**Requirement**: From the entries below, reproduce exactly the line containing "serialized habit collection.", the line containing "cached wisdom text.", and every line in between, with nothing added.

[Stored data]
****************

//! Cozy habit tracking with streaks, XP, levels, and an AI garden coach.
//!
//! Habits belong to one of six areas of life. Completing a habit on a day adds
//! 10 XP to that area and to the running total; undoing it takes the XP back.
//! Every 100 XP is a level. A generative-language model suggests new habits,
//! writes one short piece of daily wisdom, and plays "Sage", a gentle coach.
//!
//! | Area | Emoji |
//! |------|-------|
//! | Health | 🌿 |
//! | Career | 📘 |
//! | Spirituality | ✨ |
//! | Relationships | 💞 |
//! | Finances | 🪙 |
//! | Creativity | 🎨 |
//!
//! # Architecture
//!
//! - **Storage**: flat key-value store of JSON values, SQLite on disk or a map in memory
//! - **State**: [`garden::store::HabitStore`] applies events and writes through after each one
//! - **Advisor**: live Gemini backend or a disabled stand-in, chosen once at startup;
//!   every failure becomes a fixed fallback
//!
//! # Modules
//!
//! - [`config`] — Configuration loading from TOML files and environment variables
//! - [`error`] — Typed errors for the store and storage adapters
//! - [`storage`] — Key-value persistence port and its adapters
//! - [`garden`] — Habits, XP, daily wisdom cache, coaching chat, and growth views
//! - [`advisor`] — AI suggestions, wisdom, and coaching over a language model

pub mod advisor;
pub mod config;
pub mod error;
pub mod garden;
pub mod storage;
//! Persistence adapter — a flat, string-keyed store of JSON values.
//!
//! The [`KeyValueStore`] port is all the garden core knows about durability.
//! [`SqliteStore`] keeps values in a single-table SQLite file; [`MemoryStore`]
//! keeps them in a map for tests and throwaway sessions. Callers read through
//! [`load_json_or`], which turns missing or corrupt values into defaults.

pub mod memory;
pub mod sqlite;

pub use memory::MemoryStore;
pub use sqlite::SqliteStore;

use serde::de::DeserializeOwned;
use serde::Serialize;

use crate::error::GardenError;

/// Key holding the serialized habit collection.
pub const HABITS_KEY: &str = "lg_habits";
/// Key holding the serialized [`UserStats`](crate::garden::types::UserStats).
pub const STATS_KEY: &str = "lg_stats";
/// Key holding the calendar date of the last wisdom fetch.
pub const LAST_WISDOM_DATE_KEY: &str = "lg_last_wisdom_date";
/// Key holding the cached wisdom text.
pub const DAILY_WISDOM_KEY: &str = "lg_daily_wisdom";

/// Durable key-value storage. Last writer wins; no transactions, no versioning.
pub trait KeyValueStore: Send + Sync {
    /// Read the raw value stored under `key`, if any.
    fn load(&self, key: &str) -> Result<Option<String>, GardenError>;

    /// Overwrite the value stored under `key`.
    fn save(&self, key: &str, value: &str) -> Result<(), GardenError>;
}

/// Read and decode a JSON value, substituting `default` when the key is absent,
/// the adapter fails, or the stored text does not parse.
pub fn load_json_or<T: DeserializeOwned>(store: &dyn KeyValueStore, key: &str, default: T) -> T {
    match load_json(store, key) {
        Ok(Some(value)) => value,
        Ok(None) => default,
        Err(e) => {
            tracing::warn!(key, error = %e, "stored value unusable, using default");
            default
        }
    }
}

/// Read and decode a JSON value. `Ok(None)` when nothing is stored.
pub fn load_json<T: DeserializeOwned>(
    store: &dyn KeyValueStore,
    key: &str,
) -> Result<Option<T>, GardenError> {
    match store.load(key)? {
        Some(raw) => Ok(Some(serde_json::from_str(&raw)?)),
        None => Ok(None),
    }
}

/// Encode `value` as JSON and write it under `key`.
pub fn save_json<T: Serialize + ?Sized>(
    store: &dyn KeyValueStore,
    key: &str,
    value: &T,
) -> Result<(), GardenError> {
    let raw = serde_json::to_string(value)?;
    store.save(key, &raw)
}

****************

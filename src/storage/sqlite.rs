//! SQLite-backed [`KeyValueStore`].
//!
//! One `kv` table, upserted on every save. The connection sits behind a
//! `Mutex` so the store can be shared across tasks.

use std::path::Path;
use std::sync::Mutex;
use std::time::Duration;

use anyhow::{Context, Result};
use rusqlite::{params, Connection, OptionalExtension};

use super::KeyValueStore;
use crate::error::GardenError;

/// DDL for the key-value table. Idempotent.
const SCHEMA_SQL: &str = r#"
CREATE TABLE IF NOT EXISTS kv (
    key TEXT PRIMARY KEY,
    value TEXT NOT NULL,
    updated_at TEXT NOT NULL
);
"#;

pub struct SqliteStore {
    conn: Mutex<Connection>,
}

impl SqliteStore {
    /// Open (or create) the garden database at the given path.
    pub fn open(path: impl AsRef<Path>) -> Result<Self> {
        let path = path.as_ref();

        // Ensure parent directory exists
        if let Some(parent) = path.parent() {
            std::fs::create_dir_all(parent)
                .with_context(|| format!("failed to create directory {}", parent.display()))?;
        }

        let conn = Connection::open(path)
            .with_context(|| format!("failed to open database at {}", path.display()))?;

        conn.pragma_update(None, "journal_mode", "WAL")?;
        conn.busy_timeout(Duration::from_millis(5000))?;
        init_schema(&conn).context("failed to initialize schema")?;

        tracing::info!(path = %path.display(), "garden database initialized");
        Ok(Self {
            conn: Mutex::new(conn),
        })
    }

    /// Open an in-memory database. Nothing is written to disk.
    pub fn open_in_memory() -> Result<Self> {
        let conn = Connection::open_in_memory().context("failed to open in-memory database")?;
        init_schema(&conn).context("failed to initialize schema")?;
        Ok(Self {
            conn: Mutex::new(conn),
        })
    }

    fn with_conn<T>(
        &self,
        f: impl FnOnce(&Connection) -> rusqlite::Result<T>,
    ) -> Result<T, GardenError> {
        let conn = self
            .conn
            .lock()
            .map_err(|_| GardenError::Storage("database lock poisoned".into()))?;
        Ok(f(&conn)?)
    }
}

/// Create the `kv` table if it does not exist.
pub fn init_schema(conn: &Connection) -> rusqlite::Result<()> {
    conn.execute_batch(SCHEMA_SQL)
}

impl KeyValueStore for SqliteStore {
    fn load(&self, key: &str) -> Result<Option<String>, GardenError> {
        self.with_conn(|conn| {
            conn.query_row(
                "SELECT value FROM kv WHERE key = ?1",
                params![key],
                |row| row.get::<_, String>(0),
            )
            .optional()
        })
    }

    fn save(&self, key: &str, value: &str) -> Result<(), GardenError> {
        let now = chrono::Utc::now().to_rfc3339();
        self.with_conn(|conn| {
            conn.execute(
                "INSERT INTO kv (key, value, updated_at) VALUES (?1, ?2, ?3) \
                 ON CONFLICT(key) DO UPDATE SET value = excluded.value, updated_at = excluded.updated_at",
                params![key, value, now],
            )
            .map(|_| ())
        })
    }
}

****************

**Written answer**:
/// Key holding the serialized habit collection.
pub const HABITS_KEY: &str = "lg_habits";
/// Key holding the serialized [`UserStats`](crate::garden::types::UserStats).
pub const STATS_KEY: &str = "lg_stats";
/// Key holding the calendar date of the last wisdom fetch.
pub const LAST_WISDOM_DATE_KEY: &str = "lg_last_wisdom_date";
/// Key holding the cached wisdom text.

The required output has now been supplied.